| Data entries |
※ ※ ※

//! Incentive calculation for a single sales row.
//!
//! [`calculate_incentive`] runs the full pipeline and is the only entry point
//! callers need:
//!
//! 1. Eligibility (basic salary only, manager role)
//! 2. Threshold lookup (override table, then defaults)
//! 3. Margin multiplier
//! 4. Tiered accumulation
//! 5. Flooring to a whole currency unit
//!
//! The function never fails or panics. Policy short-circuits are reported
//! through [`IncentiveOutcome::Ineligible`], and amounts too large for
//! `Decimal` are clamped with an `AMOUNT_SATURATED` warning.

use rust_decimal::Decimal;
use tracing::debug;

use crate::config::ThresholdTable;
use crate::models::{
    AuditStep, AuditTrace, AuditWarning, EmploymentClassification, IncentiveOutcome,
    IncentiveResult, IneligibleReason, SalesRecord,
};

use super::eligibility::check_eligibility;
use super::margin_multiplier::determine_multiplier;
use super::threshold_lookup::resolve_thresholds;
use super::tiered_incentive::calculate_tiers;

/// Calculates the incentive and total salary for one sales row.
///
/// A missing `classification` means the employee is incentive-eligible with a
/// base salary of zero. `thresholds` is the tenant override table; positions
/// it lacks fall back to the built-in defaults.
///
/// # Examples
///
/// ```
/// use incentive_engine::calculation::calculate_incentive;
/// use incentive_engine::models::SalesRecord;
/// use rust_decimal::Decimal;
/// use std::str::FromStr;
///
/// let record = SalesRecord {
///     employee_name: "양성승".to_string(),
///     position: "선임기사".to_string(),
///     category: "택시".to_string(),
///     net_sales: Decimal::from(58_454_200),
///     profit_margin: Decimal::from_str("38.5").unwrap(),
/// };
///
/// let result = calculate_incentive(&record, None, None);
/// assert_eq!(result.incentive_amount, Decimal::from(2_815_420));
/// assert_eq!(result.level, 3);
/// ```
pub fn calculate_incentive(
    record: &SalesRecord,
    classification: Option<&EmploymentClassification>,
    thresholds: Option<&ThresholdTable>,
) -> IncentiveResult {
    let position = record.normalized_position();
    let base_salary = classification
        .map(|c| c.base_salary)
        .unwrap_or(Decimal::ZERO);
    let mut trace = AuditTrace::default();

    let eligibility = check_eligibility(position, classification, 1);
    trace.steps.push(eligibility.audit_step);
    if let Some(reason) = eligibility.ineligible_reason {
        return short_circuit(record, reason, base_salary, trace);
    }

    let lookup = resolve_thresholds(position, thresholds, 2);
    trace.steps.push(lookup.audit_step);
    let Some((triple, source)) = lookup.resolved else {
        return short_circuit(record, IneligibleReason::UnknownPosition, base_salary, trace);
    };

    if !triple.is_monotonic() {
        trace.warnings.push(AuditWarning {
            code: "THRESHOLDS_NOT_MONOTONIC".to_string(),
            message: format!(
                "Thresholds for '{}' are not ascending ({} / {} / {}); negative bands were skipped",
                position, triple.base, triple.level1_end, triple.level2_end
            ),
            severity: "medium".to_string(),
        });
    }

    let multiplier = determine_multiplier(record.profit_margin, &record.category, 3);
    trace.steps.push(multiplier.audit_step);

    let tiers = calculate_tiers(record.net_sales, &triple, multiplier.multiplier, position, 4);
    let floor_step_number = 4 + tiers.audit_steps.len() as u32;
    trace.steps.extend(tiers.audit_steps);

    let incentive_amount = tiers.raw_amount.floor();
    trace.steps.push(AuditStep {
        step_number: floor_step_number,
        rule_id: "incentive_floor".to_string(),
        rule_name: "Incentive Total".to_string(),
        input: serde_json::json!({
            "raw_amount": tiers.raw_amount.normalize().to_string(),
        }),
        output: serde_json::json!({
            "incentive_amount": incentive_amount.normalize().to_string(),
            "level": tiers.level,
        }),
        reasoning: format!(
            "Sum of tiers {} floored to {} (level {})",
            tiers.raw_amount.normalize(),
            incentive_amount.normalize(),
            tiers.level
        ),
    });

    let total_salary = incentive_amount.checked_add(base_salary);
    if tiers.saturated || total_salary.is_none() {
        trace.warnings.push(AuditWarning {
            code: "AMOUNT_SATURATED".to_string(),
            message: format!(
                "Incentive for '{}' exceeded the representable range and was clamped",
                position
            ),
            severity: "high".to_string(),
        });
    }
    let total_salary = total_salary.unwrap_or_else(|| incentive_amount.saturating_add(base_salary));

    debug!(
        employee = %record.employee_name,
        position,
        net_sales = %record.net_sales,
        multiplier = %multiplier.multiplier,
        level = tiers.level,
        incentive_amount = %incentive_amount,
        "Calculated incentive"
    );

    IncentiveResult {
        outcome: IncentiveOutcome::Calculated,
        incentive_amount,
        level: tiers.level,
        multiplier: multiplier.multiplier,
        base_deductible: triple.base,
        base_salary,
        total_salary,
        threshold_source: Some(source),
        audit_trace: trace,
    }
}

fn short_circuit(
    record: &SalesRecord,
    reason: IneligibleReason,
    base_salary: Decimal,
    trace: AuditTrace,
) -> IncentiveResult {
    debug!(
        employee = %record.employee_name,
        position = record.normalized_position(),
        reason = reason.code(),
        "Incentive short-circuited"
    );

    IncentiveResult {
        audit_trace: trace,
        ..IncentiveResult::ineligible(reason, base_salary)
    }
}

※ ※ ※

| Problem statement |
Of all the entries above, retype exactly the lines from the line with "let mut trace = AuditTrace::default();" to the line with "are not ascending", both included, and no others.

| Exercise answer |
    let mut trace = AuditTrace::default();

    let eligibility = check_eligibility(position, classification, 1);
    trace.steps.push(eligibility.audit_step);
    if let Some(reason) = eligibility.ineligible_reason {
        return short_circuit(record, reason, base_salary, trace);
    }

    let lookup = resolve_thresholds(position, thresholds, 2);
    trace.steps.push(lookup.audit_step);
    let Some((triple, source)) = lookup.resolved else {
        return short_circuit(record, IneligibleReason::UnknownPosition, base_salary, trace);
    };

    if !triple.is_monotonic() {
        trace.warnings.push(AuditWarning {
            code: "THRESHOLDS_NOT_MONOTONIC".to_string(),
            message: format!(
                "Thresholds for '{}' are not ascending ({} / {} / {}); negative bands were skipped",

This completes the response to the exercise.